How to Help Close the Gender Pay Gap by Promoting Gender Equality
The gender pay gap is a persistent and intricate issue that is gaining more and more attention in recent years. Globally, men earn on average 20% more than women, and in the UK the ONS determined the gap currently stands at 15.5%. Although different countries, companies and organisations take various actions to close these gaps, in 2018 the World Economic Forum predicted that at the current pace the global pay gap will take 202 years to eradicate. The disproportionate impact of the Covid-19 pandemic on women, and especially BAME women and LGBTQ, are posing additional challenges to this matter.
The statistical nature of the topic, the reality of clear numbers, forces us to have difficult conversations. This discussion ilumnate not just the cases of equal pay discrimination where a woman and a man are paid differently for the same work or for work of equal value, but more importantly it require us to talk about the social structures and norms that lead to indirect discrimination and ongoing disparities in income, and in some case bonuses, between men and women both on local and international levels.
And it is the later discussion, I believe, that will lead us to the solution. Closing the gender pay gap will require us to adopt a wider approach, move from reactivity to proactivity and promote gender equality. In other words, closing the gender pay gap requires closing the gender gap.
In order to know what kind of gender pay gap policies we need to put in place, let’s first talk about the main reasons for the gender pay gap and then explore what active steps companies and organisations can take to ensure significant advancement towards pay equality.
At Gender Rise, we see the gender pay gap as steaming from two key issues.
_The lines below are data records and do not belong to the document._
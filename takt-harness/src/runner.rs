//! Drives schedulers through the configured workloads.
use std::path::PathBuf;
use std::time::{Duration, Instant};

use tracing::{debug, info, instrument, warn};
use validator::Validate;

use takt_config::{ConfigError, ProfileConfig, TaktConfig, WorkloadConfig};
use takt_core::{
    BlockPool, LatencyModel, PoolStats, Scheduler, SchedulerProfile, SchedulerVariant,
};
use takt_telemetry::{EventLogger, MetricsRecorder};

use crate::error::HarnessError;
use crate::sink::{csv_file_name, LatencySink};
use crate::summary::WorkloadSummary;

/// One workload's samples and where they were written.
#[derive(Debug, Clone)]
pub struct WorkloadRun {
    pub name: String,
    pub load_percent: i32,
    pub path: PathBuf,
    pub samples: Vec<u64>,
    pub summary: WorkloadSummary,
}

/// Everything one scheduler produced over the workload set.
#[derive(Debug, Clone)]
pub struct ModeReport {
    pub variant: SchedulerVariant,
    /// Workloads whose output file could not be created are absent.
    pub workloads: Vec<WorkloadRun>,
    /// Pool state after the run. Shared pools report the combined usage.
    pub pool: PoolStats,
}

impl ModeReport {
    pub fn workload(&self, name: &str) -> Option<&WorkloadRun> {
        self.workloads.iter().find(|run| run.name == name)
    }
}

/// Both variants run side by side on one shared pool.
#[derive(Debug, Clone)]
pub struct CompareReport {
    pub general: ModeReport,
    pub realtime: ModeReport,
    pub pool: PoolStats,
}

impl CompareReport {
    /// Pairs up workloads present in both reports, in general-purpose order.
    pub fn rows(&self) -> impl Iterator<Item = (&WorkloadRun, &WorkloadRun)> {
        self.general
            .workloads
            .iter()
            .filter_map(|general| Some((general, self.realtime.workload(&general.name)?)))
    }
}

pub struct Harness {
    config: TaktConfig,
    model: LatencyModel,
    metrics: Option<MetricsRecorder>,
}

impl Harness {
    pub fn new(config: TaktConfig) -> Result<Self, HarnessError> {
        config.validate().map_err(ConfigError::from)?;
        let latency = &config.latency;
        let model = LatencyModel::new(
            latency.base_latency_us,
            latency.per_percent_us,
            latency.base_jitter_us,
        )?;
        Ok(Self {
            config,
            model,
            metrics: None,
        })
    }

    /// Records every cycle into `metrics` as well.
    pub fn with_metrics(mut self, metrics: MetricsRecorder) -> Self {
        self.metrics = Some(metrics);
        self
    }

    pub fn config(&self) -> &TaktConfig {
        &self.config
    }

    pub fn metrics(&self) -> Option<&MetricsRecorder> {
        self.metrics.as_ref()
    }

    pub fn profile(&self, variant: SchedulerVariant) -> SchedulerProfile {
        let ProfileConfig { jitter_scale, seed } = match variant {
            SchedulerVariant::GeneralPurpose => &self.config.schedulers.default,
            SchedulerVariant::RealTime => &self.config.schedulers.rt,
        };
        SchedulerProfile {
            jitter_scale: *jitter_scale,
            seed: *seed,
        }
    }

    fn build_pool(&self) -> Result<BlockPool, HarnessError> {
        let pool = BlockPool::new(self.config.pool.capacity, self.config.pool.chunk_size)?;
        debug!(?pool, "Block pool ready");
        Ok(pool)
    }

    /// Runs every workload with one scheduler of `variant` on a fresh pool.
    pub fn run_mode(&self, variant: SchedulerVariant) -> Result<ModeReport, HarnessError> {
        let pool = self.build_pool()?;
        self.drive(&pool, variant)
    }

    /// Runs both variants concurrently on two threads sharing one pool.
    pub fn compare(&self) -> Result<CompareReport, HarnessError> {
        let pool = self.build_pool()?;

        let (general, realtime) = crossbeam::scope(|scope| {
            let spawn = |variant: SchedulerVariant| {
                let pool = &pool;
                scope
                    .builder()
                    .name(format!("takt-{}", variant))
                    .spawn(move |_| self.drive(pool, variant))
            };
            let general = spawn(SchedulerVariant::GeneralPurpose)?;
            let realtime = spawn(SchedulerVariant::RealTime)?;
            Ok::<_, HarnessError>((join(general.join())?, join(realtime.join())?))
        })
        .map_err(|_| HarnessError::Worker("compare scope panicked".into()))??;

        Ok(CompareReport {
            general,
            realtime,
            pool: pool.stats(),
        })
    }

    #[instrument(skip_all, fields(mode = %variant))]
    fn drive(&self, pool: &BlockPool, variant: SchedulerVariant) -> Result<ModeReport, HarnessError> {
        let mut scheduler = Scheduler::with_profile(pool, self.model, self.profile(variant))?;
        let run = &self.config.run;
        std::fs::create_dir_all(&run.output_dir)?;
        info!(
            cycles = run.cycles_per_workload,
            workloads = run.workloads.len(),
            "Starting {} scheduler",
            variant
        );

        let mut workloads = Vec::with_capacity(run.workloads.len());
        for workload in &run.workloads {
            let path = run.output_dir.join(csv_file_name(variant, &workload.name));
            info!(
                "=== Workload: {} ({}%) ===",
                workload.name, workload.load_percent
            );

            let sink = match LatencySink::create(&path) {
                Ok(sink) => sink,
                Err(e) => {
                    warn!("Failed to open {}: {e}", path.display());
                    continue;
                }
            };
            let workload_run = self.drive_workload(&mut scheduler, workload, sink, path)?;
            EventLogger::log_workload(
                variant.label(),
                &workload_run.name,
                workload_run.load_percent,
                workload_run.summary.mean_us,
                workload_run.summary.std_dev_us,
            );
            workloads.push(workload_run);
        }

        info!(cycles = scheduler.cycles(), "{} scheduler done", variant);
        Ok(ModeReport {
            variant,
            workloads,
            pool: pool.stats(),
        })
    }

    fn drive_workload(
        &self,
        scheduler: &mut Scheduler<'_>,
        workload: &WorkloadConfig,
        mut sink: LatencySink,
        path: PathBuf,
    ) -> Result<WorkloadRun, HarnessError> {
        let cycles = self.config.run.cycles_per_workload;
        let mut samples = Vec::with_capacity(cycles);
        let mut exhausted_cycles = 0;
        let mut host_time = Duration::ZERO;

        for cycle in 0..cycles {
            let start = Instant::now();
            let report = scheduler.run_cycle(workload.load_percent);
            host_time += start.elapsed();

            sink.record(cycle, report.latency_us)?;
            if !report.borrowed {
                exhausted_cycles += 1;
            }
            if let Some(metrics) = &self.metrics {
                metrics.record_cycle(report.latency_us, report.borrowed);
            }
            samples.push(report.latency_us);
        }
        sink.finish()?;
        info!(" -> wrote {}", path.display());

        let summary = WorkloadSummary::from_samples(&samples, exhausted_cycles, host_time);
        Ok(WorkloadRun {
            name: workload.name.clone(),
            load_percent: workload.load_percent,
            path,
            samples,
            summary,
        })
    }
}

fn join<T>(result: std::thread::Result<Result<T, HarnessError>>) -> Result<T, HarnessError> {
    result.map_err(|_| HarnessError::Worker("scheduler thread panicked".into()))?
}
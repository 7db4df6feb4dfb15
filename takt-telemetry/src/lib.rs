//! # Takt Telemetry
//!
//! Logging setup and prometheus metrics for scheduler runs.

pub mod logging;
pub mod metrics;

pub use logging::EventLogger;
pub use metrics::MetricsRecorder;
The first being that men occupy the majority of senior positions in companies and organisations, therefore their high salaries are tilting the gender pay divide in their favor. And Second, the socialisation towards gendered professions and the fact that professions that are mostly occupied by women such as teaching, administration, care and retail, often are compensated with lower salaries, in comparison to occupation in the STEM and finance professions, who have higher salaries and are mostly occupied by men. These two key factors are then influenced by two additional issues – part-time positions and bonuses, creating a matrix of which, more often than not, women occupy the lower rank, lower paid, part time positions, and the receivers of significantly lower work bonuses.
As a result, policies to reduce gender pay gap can focus on hiring and promoting more women to senior positions, and invest in encouraging young women to study and maintain careers in the STEM and finance professions (as well as incentivising young men to do the opposite). In order to do so, we need to break down and analyse the gendered power dynamics that are preventing women from doing so at equal rate.
The three key issues that are preventing women from advancing their career and reaching senior positions are care responsibilities, gender based biases and sexual and other gender-based harassment, especially in the STEM professions.
To address care responsibilities, company policies can focus on encouraging men to be equal carers for their children and create flexible senior part time and job share positions to support both men and women who are parents to young children or caring for an elderly family member.
To address biases against women, companies can standardise their promotion and recruiting processes, by for example administering a gender quota for final candidates, ensuring gender balanced interview panels, conduct bias training on this topic and have a clear set of questions to ask all interviewees.
To address sexual and other gender-based harassment, companies must adopt a zero tolerance approach with anonymous, and transparent reporting mechanisms adhering to international standards.
Finally, and most importantly, Gender Rise encourages and supports our clients in creating measurable gender goals to be able to evaluate, monitor, and celebrate progress. With regards to gender pay gap, companies can collect gender segregated data on recruitment, promotion, salaries, bonuses and sexual harassment so that progress is made and accountability is established. Our gender consultancy supports committed companies and organisations in closing their gender pay gap by becoming leaders of gender equality and diversity in their industry and beyond, and ensuring that this task takes much less than 202 years.